Yesterday Governor Bruce Rauner added Illinois to a growing list of states—including Midwestern neighbors Indiana, Kansas, Michigan, Nebraska, Ohio, and Wisconsin—that have said they will temporarily stop accepting Syrian refugees in the wake of last week’s attacks in Paris and Beirut.
States can’t technically block approved refugees, but that point is moot in the big picture. Instead, the fear and rhetoric driving these state-level announcements raises larger, more important humanitarian issues, with significant implications for local economies and national security.
The threat of terrorism is real—the attacks in Paris have claimed an estimated 129 lives, with another 43 victims in Beirut.
But refugees aren’t the source of violence.
Instead, turning away refugees actually turns away would-be allies in the fight against terrorism, driving them back towards the very forces they are fleeing. It also compromises an important source of human capital in the economically and demographically stagnant Midwest, where cities like Chicago, Dayton, Detroit, Minneapolis, and St.

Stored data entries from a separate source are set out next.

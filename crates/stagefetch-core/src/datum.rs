//! Key values, tuples and the sort-order comparator shared by the planner,
//! the sorted index and the pull service.

use serde::{Deserialize, Serialize};
use std::cmp::Ordering;
use std::fmt;

/// Column types that may appear in a sort key.
#[derive(Debug, Clone, Copy, PartialEq, Eq, Hash, Serialize, Deserialize)]
#[serde(rename_all = "lowercase")]
pub enum DataType {
    Int4,
    Int8,
    Float8,
    Text,
}

impl DataType {
    /// Stable tag used by the binary key and index formats.
    pub fn tag(self) -> u8 {
        match self {
            DataType::Int4 => 1,
            DataType::Int8 => 2,
            DataType::Float8 => 3,
            DataType::Text => 4,
        }
    }

    pub fn from_tag(tag: u8) -> Option<Self> {
        match tag {
            1 => Some(DataType::Int4),
            2 => Some(DataType::Int8),
            3 => Some(DataType::Float8),
            4 => Some(DataType::Text),
            _ => None,
        }
    }
}

/// A single key value.
#[derive(Debug, Clone, Serialize, Deserialize)]
#[serde(rename_all = "lowercase")]
pub enum Datum {
    Null,
    Int4(i32),
    Int8(i64),
    Float8(f64),
    Text(String),
}

impl Datum {
    pub fn is_null(&self) -> bool {
        matches!(self, Datum::Null)
    }

    pub fn data_type(&self) -> Option<DataType> {
        match self {
            Datum::Null => None,
            Datum::Int4(_) => Some(DataType::Int4),
            Datum::Int8(_) => Some(DataType::Int8),
            Datum::Float8(_) => Some(DataType::Float8),
            Datum::Text(_) => Some(DataType::Text),
        }
    }

    /// Integer view used by range arithmetic. `None` for non-integral values.
    pub fn as_i64(&self) -> Option<i64> {
        match self {
            Datum::Int4(v) => Some(*v as i64),
            Datum::Int8(v) => Some(*v),
            _ => None,
        }
    }

    /// Natural (ascending) order between two non-null values.
    ///
    /// Values of different types order by type tag; integer widths compare
    /// numerically with each other.
    pub fn cmp_value(&self, other: &Datum) -> Ordering {
        match (self, other) {
            (Datum::Float8(a), Datum::Float8(b)) => a.total_cmp(b),
            (Datum::Text(a), Datum::Text(b)) => a.as_bytes().cmp(b.as_bytes()),
            (a, b) => match (a.as_i64(), b.as_i64()) {
                (Some(x), Some(y)) => x.cmp(&y),
                _ => type_rank(a).cmp(&type_rank(b)),
            },
        }
    }
}

fn type_rank(d: &Datum) -> u8 {
    d.data_type().map(DataType::tag).unwrap_or(0)
}

impl PartialEq for Datum {
    fn eq(&self, other: &Self) -> bool {
        match (self.is_null(), other.is_null()) {
            (true, true) => true,
            (false, false) => self.cmp_value(other) == Ordering::Equal,
            _ => false,
        }
    }
}

impl fmt::Display for Datum {
    fn fmt(&self, f: &mut fmt::Formatter<'_>) -> fmt::Result {
        match self {
            Datum::Null => write!(f, "NULL"),
            Datum::Int4(v) => write!(f, "{}", v),
            Datum::Int8(v) => write!(f, "{}", v),
            Datum::Float8(v) => write!(f, "{}", v),
            Datum::Text(v) => write!(f, "'{}'", v),
        }
    }
}

/// An ordered list of key values, one per sort column.
#[derive(Debug, Clone, PartialEq, Default, Serialize, Deserialize)]
#[serde(transparent)]
pub struct Tuple(pub Vec<Datum>);

impl Tuple {
    pub fn new(values: Vec<Datum>) -> Self {
        Self(values)
    }

    pub fn len(&self) -> usize {
        self.0.len()
    }

    pub fn is_empty(&self) -> bool {
        self.0.is_empty()
    }

    /// Value at `idx`; positions past the end read as NULL.
    pub fn get(&self, idx: usize) -> &Datum {
        self.0.get(idx).unwrap_or(&Datum::Null)
    }

    pub fn values(&self) -> &[Datum] {
        &self.0
    }
}

impl From<Vec<Datum>> for Tuple {
    fn from(values: Vec<Datum>) -> Self {
        Self(values)
    }
}

impl fmt::Display for Tuple {
    fn fmt(&self, f: &mut fmt::Formatter<'_>) -> fmt::Result {
        write!(f, "(")?;
        for (i, d) in self.0.iter().enumerate() {
            if i > 0 {
                write!(f, ", ")?;
            }
            write!(f, "{}", d)?;
        }
        write!(f, ")")
    }
}

/// One column of a sort order.
#[derive(Debug, Clone, PartialEq, Eq, Serialize, Deserialize)]
pub struct SortKey {
    pub column: String,
    pub data_type: DataType,
    #[serde(default = "default_true")]
    pub ascending: bool,
    #[serde(default)]
    pub nulls_first: bool,
}

fn default_true() -> bool {
    true
}

impl SortKey {
    pub fn new(column: impl Into<String>, data_type: DataType, ascending: bool) -> Self {
        Self {
            column: column.into(),
            data_type,
            ascending,
            nulls_first: false,
        }
    }
}

/// Lexicographic comparator over tuples laid out in sort-key order.
#[derive(Debug, Clone, PartialEq, Eq)]
pub struct TupleComparator {
    keys: Vec<SortKey>,
}

impl TupleComparator {
    pub fn new(keys: Vec<SortKey>) -> Self {
        Self { keys }
    }

    pub fn keys(&self) -> &[SortKey] {
        &self.keys
    }

    pub fn is_ascending_first_key(&self) -> bool {
        self.keys.first().map(|k| k.ascending).unwrap_or(true)
    }

    pub fn compare(&self, a: &Tuple, b: &Tuple) -> Ordering {
        for (i, key) in self.keys.iter().enumerate() {
            let (l, r) = (a.get(i), b.get(i));
            let ord = match (l.is_null(), r.is_null()) {
                (true, true) => Ordering::Equal,
                (true, false) => {
                    if key.nulls_first {
                        Ordering::Less
                    } else {
                        Ordering::Greater
                    }
                }
                (false, true) => {
                    if key.nulls_first {
                        Ordering::Greater
                    } else {
                        Ordering::Less
                    }
                }
                (false, false) => {
                    let ord = l.cmp_value(r);
                    if key.ascending {
                        ord
                    } else {
                        ord.reverse()
                    }
                }
            };
            if ord != Ordering::Equal {
                return ord;
            }
        }
        Ordering::Equal
    }
}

Louis had previously called on President Obama to expand the cap on the number of Syrian refugees. Mayors of these cities—many the economic anchors of states now calling for bans—cited the “economic, social, and cultural” contributions of refugees. And it wasn’t long ago that Michigan Governor Rick Synder said he was considering welcoming more Syrian refugees to the state, calling it “part of being a good Michigander.”
The United States has long understood the importance of resettling refugees, and has a long history of successfully doing so, even in times of conflict. Over the past 30 years, our government has resettled some three million refugees, including 207,000 Vietnamese and 125,000 Cubans in 1980 alone. Since 2001, only two refugees have been accused of terrorist-related activities—incidents related to the war in Iraq that posed no immediate threat to the United States.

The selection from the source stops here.